> Exercise prompt
Retype the data exactly, leaving nothing out.

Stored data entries
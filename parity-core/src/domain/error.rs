// parity-core/src/domain/error.rs

use miette::Diagnostic;
use thiserror::Error;

use crate::domain::job::JobStatus;
use crate::ports::transform::TransformError;

#[derive(Error, Debug, Diagnostic)]
pub enum DomainError {
    #[error("Transformation failed: {0}")]
    #[diagnostic(
        code(parity::domain::transform),
        help("The transformation raised while processing a batch. The run was aborted; earlier batches stay loaded.")
    )]
    Transformation(#[from] TransformError),

    #[error("Transformation resulted in empty dataset ({input_rows} input rows)")]
    #[diagnostic(code(parity::domain::transform_empty))]
    EmptyTransformOutput { input_rows: usize },

    #[error("Invalid transformation SQL: {0}")]
    #[diagnostic(
        code(parity::domain::transform_sql),
        help("A SQL transform must be exactly one SELECT statement reading from `batch`.")
    )]
    InvalidTransformSql(String),

    #[error("Invalid scenario: {0}")]
    #[diagnostic(code(parity::domain::scenario))]
    InvalidScenario(String),

    #[error("Rule '{0}' has no source table")]
    #[diagnostic(code(parity::domain::rule))]
    MissingSourceTable(String),

    #[error("Illegal job transition for {job_id}: {from} -> {to}")]
    #[diagnostic(code(parity::domain::job_transition))]
    IllegalTransition {
        job_id: String,
        from: JobStatus,
        to: JobStatus,
    },

    #[error("Job '{0}' not found")]
    #[diagnostic(code(parity::domain::job_not_found))]
    JobNotFound(String),

    #[error("Partition column '{column}' holds {found} values")]
    #[diagnostic(
        code(parity::domain::partition_column),
        help("Partitioned mode splits the source into integer key ranges. Pick an integer column (pipeline.partition_column) or run sequentially.")
    )]
    InvalidPartitionColumn { column: String, found: String },

    #[error("Execution cancelled")]
    #[diagnostic(code(parity::domain::cancelled))]
    Cancelled,
}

> Task response
filename parity-core/src/domain/error.rs
// parity-core/src/domain/error.rs

use miette::Diagnostic;
use thiserror::Error;

use crate::domain::job::JobStatus;
use crate::ports::transform::TransformError;

#[derive(Error, Debug, Diagnostic)]
pub enum DomainError {
    #[error("Transformation failed: {0}")]
    #[diagnostic(
        code(parity::domain::transform),
        help("The transformation raised while processing a batch. The run was aborted; earlier batches stay loaded.")
    )]
    Transformation(#[from] TransformError),

    #[error("Transformation resulted in empty dataset ({input_rows} input rows)")]
    #[diagnostic(code(parity::domain::transform_empty))]
    EmptyTransformOutput { input_rows: usize },

    #[error("Invalid transformation SQL: {0}")]
    #[diagnostic(
        code(parity::domain::transform_sql),
        help("A SQL transform must be exactly one SELECT statement reading from `batch`.")
    )]
    InvalidTransformSql(String),

    #[error("Invalid scenario: {0}")]
    #[diagnostic(code(parity::domain::scenario))]
    InvalidScenario(String),

    #[error("Rule '{0}' has no source table")]
    #[diagnostic(code(parity::domain::rule))]
    MissingSourceTable(String),

    #[error("Illegal job transition for {job_id}: {from} -> {to}")]
    #[diagnostic(code(parity::domain::job_transition))]
    IllegalTransition {
        job_id: String,
        from: JobStatus,
        to: JobStatus,
    },

    #[error("Job '{0}' not found")]
    #[diagnostic(code(parity::domain::job_not_found))]
    JobNotFound(String),

    #[error("Partition column '{column}' holds {found} values")]
    #[diagnostic(
        code(parity::domain::partition_column),
        help("Partitioned mode splits the source into integer key ranges. Pick an integer column (pipeline.partition_column) or run sequentially.")
    )]
    InvalidPartitionColumn { column: String, found: String },

    #[error("Execution cancelled")]
    #[diagnostic(code(parity::domain::cancelled))]
    Cancelled,
}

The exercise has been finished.